このゾンビアタックが一日中続くわけで、守るウクライナ兵も精神的にやられますね。
ウクライナはクレミンナ奪還に失敗したあと、ロシアが攻勢に転じましたが、進撃をなんとか食い止めてますね。
各地でロシアが攻勢をかけましたが、今現在その攻撃は弱まりつつあります。
ロシアはそろそろ次の動員をかける時期でしょうか、かなりの損耗だと思います。
イギリスがチャレンジャー2の14輌追加供与を決定をしましたし、ウクライナは今しばらく辛抱する時期です。
投稿: 多摩っこ | 2023年3月 6日 (月) 12時15分
陸軍の兵隊の損失の「17500人」と「1億7500万人」がもう…
意思に反して連れて行かれて、死んだら1人1万円て…
いくら何でも安すぎませんか。
投稿: ねこねこ | 2023年3月 6日 (月) 12時29分
受刑者を戦線に送り込む準備が明るみになった時から、このような非道な作戦の予測がついていたと言います。
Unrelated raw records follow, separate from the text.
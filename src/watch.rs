use notify::{Event, EventKind, RecursiveMode, Watcher};
use std::path::{Path, PathBuf};
use std::sync::{Arc, Mutex};
use std::time::SystemTime;
use tokio::sync::mpsc;
use tokio::task::JoinHandle;

use crate::ingest::StatIngestor;
use crate::record::RawFile;

struct WatchState {
    handle: Option<JoinHandle<()>>,
    stats_folder: PathBuf,
}

lazy_static::lazy_static! {
    static ref WATCH_STATE: Arc<Mutex<Option<WatchState>>> = Arc::new(Mutex::new(None));
}

/// Start watching a stats export folder and auto-ingest new export files.
pub async fn start_stats_watch(ingestor: StatIngestor, stats_folder: String) -> Result<(), String> {
    let mut state = WATCH_STATE.lock().map_err(|error| error.to_string())?;

    if state.is_some() {
        return Err("Stats watch already running".to_string());
    }

    let folder = PathBuf::from(stats_folder.trim());
    if !folder.is_dir() {
        return Err(format!(
            "Stats folder not found at '{}'",
            folder.to_string_lossy()
        ));
    }

    let watch_folder = folder.clone();
    let handle = tokio::spawn(async move {
        if let Err(error) = watch_stats_folder(ingestor, &watch_folder).await {
            tracing::error!("Stats folder watcher stopped: {error}");
        }
    });

    *state = Some(WatchState {
        handle: Some(handle),
        stats_folder: folder,
    });

    Ok(())
}

pub async fn stop_stats_watch() -> Result<(), String> {
    let mut state = WATCH_STATE.lock().map_err(|error| error.to_string())?;

    if let Some(watch_state) = state.take() {
        if let Some(handle) = watch_state.handle.as_ref() {
            handle.abort();
        }
        tracing::info!(
            stats_folder = %watch_state.stats_folder.display(),
            "Stats folder watch stopped"
        );
    }

    Ok(())
}

/// True when the path holds at least one recognizable export file.
pub fn validate_stats_folder(path: &str) -> bool {
    if path.trim().is_empty() {
        return false;
    }

    match find_latest_export_path(path) {
        Ok(export_path) => export_path.is_some(),
        Err(_) => false,
    }
}

fn is_export_file_name(file_name: &str) -> bool {
    file_name.to_ascii_lowercase().ends_with(".csv")
}

/// Most recently modified export file in the folder, if any.
pub fn find_latest_export_path(stats_folder: &str) -> Result<Option<PathBuf>, String> {
    let folder = Path::new(stats_folder);
    let directory_entries = match std::fs::read_dir(folder) {
        Ok(entries) => entries,
        Err(error) => {
            if folder.exists() {
                return Err(error.to_string());
            }
            return Ok(None);
        }
    };

    let mut latest_match: Option<(SystemTime, PathBuf)> = None;

    for entry_result in directory_entries {
        let entry = entry_result.map_err(|error| error.to_string())?;
        let path = entry.path();
        if !path.is_file() {
            continue;
        }

        let Some(file_name) = path.file_name().and_then(|name| name.to_str()) else {
            continue;
        };
        if !is_export_file_name(file_name) {
            continue;
        }

        let modified_time = entry
            .metadata()
            .and_then(|metadata| metadata.modified())
            .unwrap_or(SystemTime::UNIX_EPOCH);

        if latest_match
            .as_ref()
            .map(|(latest_time, _)| modified_time > *latest_time)
            .unwrap_or(true)
        {
            latest_match = Some((modified_time, path));
        }
    }

    Ok(latest_match.map(|(_, path)| path))
}

async fn watch_stats_folder(ingestor: StatIngestor, stats_folder: &Path) -> Result<(), String> {
    let (notify_sender, mut notify_receiver) =
        mpsc::unbounded_channel::<Result<Event, notify::Error>>();

    let mut watcher = notify::recommended_watcher(move |result| {
        if notify_sender.send(result).is_err() {
            tracing::debug!("Stats watcher notification receiver dropped");
        }
    })
    .map_err(|error| error.to_string())?;

    watcher
        .watch(stats_folder, RecursiveMode::NonRecursive)
        .map_err(|error| error.to_string())?;

    while let Some(notification_result) = notify_receiver.recv().await {
        match notification_result {
            Ok(event) => {
                for path in export_paths_from_event(&event) {
                    if let Err(error) = ingest_export_file(&ingestor, &path).await {
                        tracing::warn!(
                            export_path = %path.display(),
                            ingest_error = %error,
                            "Failed to ingest new export file"
                        );
                    }
                }
            }
            Err(error) => {
                tracing::warn!("Stats folder watcher error: {error}");
            }
        }
    }

    Ok(())
}

fn export_paths_from_event(event: &Event) -> Vec<PathBuf> {
    let relevant_kind = matches!(event.kind, EventKind::Modify(_) | EventKind::Create(_));
    if !relevant_kind {
        return Vec::new();
    }

    event
        .paths
        .iter()
        .filter(|path| {
            path.file_name()
                .and_then(|name| name.to_str())
                .map(is_export_file_name)
                .unwrap_or(false)
        })
        .cloned()
        .collect()
}

async fn ingest_export_file(ingestor: &StatIngestor, path: &Path) -> Result<(), String> {
    let contents = std::fs::read_to_string(path).map_err(|error| error.to_string())?;
    let file_name = path
        .file_name()
        .map(|name| name.to_string_lossy().to_string())
        .unwrap_or_else(|| path.to_string_lossy().to_string());

    let report = ingestor
        .ingest(vec![RawFile::new(file_name.clone(), contents)])
        .await;

    tracing::info!(
        file_name = %file_name,
        records_ingested = report.ingested,
        "Auto-ingested export file"
    );

    Ok(())
}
けれど、実際にこのような目を背けたくなる行為が実行されているとなると、ナチス以下の狂気としか言いようがありません。しかも普通の動員兵までもがこの作戦の矢面となっているようです。
このような事実を前にしてもまだ、親露的な立場でいられる日本の方々の異常を思ってしまいます。
同時に、モスクワでぬくぬくと暮らしている一般市民の責任も重い。